==== Provided data ====
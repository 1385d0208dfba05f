//! Capture records and the sink they are handed to.
//!
//! A capture is the pairing of a post-action screenshot with the metadata
//! that made it worth keeping. The engine decides *whether* to capture
//! (see [`crate::scorer`]); the sink decides *where* the bytes go.

use crate::drivers::ScreenshotResult;
use crate::errors::EngineError;
use crate::snapshot::OverlayKind;
use crate::types::ActionKind;
use crate::validator::Verdict;
use async_trait::async_trait;
use chrono::{DateTime, Utc};
use serde::{Deserialize, Serialize};

/// Metadata attached to a persisted UI state.
#[derive(Debug, Clone, Serialize, Deserialize)]
#[serde(rename_all = "camelCase")]
pub struct CaptureRecord {
    pub task_id: String,
    pub app_identifier: String,
    pub step_index: usize,
    pub action_kind: ActionKind,
    pub reward: f64,
    pub verdict: Verdict,
    pub timestamp: DateTime<Utc>,
    #[serde(skip_serializing_if = "Option::is_none")]
    pub detected_overlay_kind: Option<OverlayKind>,
    /// Content digest of the captured state, used for duplicate suppression
    pub digest: String,
    /// Where the sink stored the image, if it stores anywhere
    #[serde(skip_serializing_if = "Option::is_none")]
    pub stored_path: Option<String>,
}

/// Destination for captured UI states.
///
/// Implementations persist the screenshot bytes and return the location they
/// chose, or `None` when the sink has no addressable storage.
#[async_trait]
pub trait CaptureSink: Send + Sync {
    async fn persist(
        &self,
        record: &CaptureRecord,
        image: &ScreenshotResult,
    ) -> Result<Option<String>, EngineError>;
}

/// Sink that drops every capture. Used when no storage is configured;
/// records still flow into the task context.
#[derive(Debug, Default)]
pub struct DiscardSink;

#[async_trait]
impl CaptureSink for DiscardSink {
    async fn persist(
        &self,
        _record: &CaptureRecord,
        _image: &ScreenshotResult,
    ) -> Result<Option<String>, EngineError> {
        Ok(None)
    }
}
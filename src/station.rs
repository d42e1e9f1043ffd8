//! # Station metadata and epicentral geometry
//!
//! A [`Station`] carries the receiver coordinates and the code triple that forms the
//! `NET.STA.LOC` identifier used as the key of the pick/window caches and of the weight table.
//!
//! The geometry helpers work on a spherical earth of mean radius
//! [`MEAN_EARTH_RADIUS`](crate::constants::MEAN_EARTH_RADIUS): great-circle distance and
//! event-to-station azimuth from [`distance_azimuth`], and the meters → epicentral-degrees
//! conversion [`m_to_deg`] expected by travel-time models.

use crate::constants::{Degree, Meter, StationId, MEAN_EARTH_RADIUS};
use crate::event::Origin;

/// Receiver metadata: code triple and geodetic coordinates.
#[derive(Debug, Clone, PartialEq)]
pub struct Station {
    /// Network code (e.g. `II`)
    pub network: String,
    /// Station code (e.g. `KDAK`)
    pub name: String,
    /// Location code, possibly empty
    pub location: String,
    /// Latitude in degrees
    pub latitude: Degree,
    /// Longitude in degrees
    pub longitude: Degree,
    /// Elevation above sea level in meters
    pub elevation_m: Meter,
}

impl Station {
    pub fn new(
        network: &str,
        name: &str,
        location: &str,
        latitude: Degree,
        longitude: Degree,
        elevation_m: Meter,
    ) -> Self {
        Station {
            network: network.to_string(),
            name: name.to_string(),
            location: location.to_string(),
            latitude,
            longitude,
            elevation_m,
        }
    }

    /// The `NET.STA.LOC` identifier keying caches and weight tables.
    pub fn id(&self) -> StationId {
        format!("{}.{}.{}", self.network, self.name, self.location)
    }
}

/// Great-circle distance (meters) and azimuth (degrees, clockwise from north)
/// from the event origin to the station.
pub fn distance_azimuth(origin: &Origin, station: &Station) -> (Meter, Degree) {
    let phi1 = origin.latitude.to_radians();
    let phi2 = station.latitude.to_radians();
    let dphi = (station.latitude - origin.latitude).to_radians();
    let dlambda = (station.longitude - origin.longitude).to_radians();

    // haversine distance
    let a = (dphi / 2.0).sin().powi(2)
        + phi1.cos() * phi2.cos() * (dlambda / 2.0).sin().powi(2);
    let c = 2.0 * a.sqrt().atan2((1.0 - a).sqrt());
    let distance = MEAN_EARTH_RADIUS * c;

    // initial bearing, normalized to [0, 360)
    let azimuth = (dlambda.sin() * phi2.cos())
        .atan2(phi1.cos() * phi2.sin() - phi1.sin() * phi2.cos() * dlambda.cos())
        .to_degrees()
        .rem_euclid(360.0);

    (distance, azimuth)
}

/// Convert a distance in meters to epicentral degrees.
pub fn m_to_deg(distance: Meter) -> Degree {
    distance * 360.0 / (std::f64::consts::TAU * MEAN_EARTH_RADIUS)
}

#[cfg(test)]
mod tests {
    use super::*;
    use approx::assert_relative_eq;
    use hifitime::Epoch;

    fn origin_at(lat: f64, lon: f64) -> Origin {
        Origin::new(Epoch::from_gregorian_utc(2009, 4, 7, 20, 12, 55, 0), lat, lon, 0.0)
    }

    #[test]
    fn test_station_id() {
        let sta = Station::new("II", "KDAK", "00", 57.78, -152.58, 152.0);
        assert_eq!(sta.id(), "II.KDAK.00");

        let sta = Station::new("AK", "SAW", "", 61.81, -148.33, 0.0);
        assert_eq!(sta.id(), "AK.SAW.");
    }

    #[test]
    fn test_one_degree_along_meridian() {
        let origin = origin_at(0.0, 0.0);
        let sta = Station::new("XX", "N1", "", 1.0, 0.0, 0.0);
        let (dist, az) = distance_azimuth(&origin, &sta);
        // one degree of arc on the mean sphere
        assert_relative_eq!(dist, MEAN_EARTH_RADIUS * 1.0_f64.to_radians(), epsilon = 1e-6);
        assert_relative_eq!(az, 0.0, epsilon = 1e-9);
        assert_relative_eq!(m_to_deg(dist), 1.0, epsilon = 1e-12);
    }

    #[test]
    fn test_azimuth_quadrants() {
        let origin = origin_at(0.0, 0.0);
        let east = Station::new("XX", "E1", "", 0.0, 1.0, 0.0);
        let south = Station::new("XX", "S1", "", -1.0, 0.0, 0.0);
        let west = Station::new("XX", "W1", "", 0.0, -1.0, 0.0);
        assert_relative_eq!(distance_azimuth(&origin, &east).1, 90.0, epsilon = 1e-9);
        assert_relative_eq!(distance_azimuth(&origin, &south).1, 180.0, epsilon = 1e-9);
        assert_relative_eq!(distance_azimuth(&origin, &west).1, 270.0, epsilon = 1e-9);
    }

    #[test]
    fn test_zero_distance() {
        let origin = origin_at(45.0, 45.0);
        let sta = Station::new("XX", "Z0", "", 45.0, 45.0, 0.0);
        let (dist, _) = distance_azimuth(&origin, &sta);
        assert_relative_eq!(dist, 0.0, epsilon = 1e-9);
    }
}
====
# Your objective
Given the records above, reproduce precisely and only the lines between the line holding "pub trait CaptureSink: Send" and the line holding "the task context.", inclusive.

# Finished exercise
pub trait CaptureSink: Send + Sync {
    async fn persist(
        &self,
        record: &CaptureRecord,
        image: &ScreenshotResult,
    ) -> Result<Option<String>, EngineError>;
}

/// Sink that drops every capture. Used when no storage is configured;
/// records still flow into the task context.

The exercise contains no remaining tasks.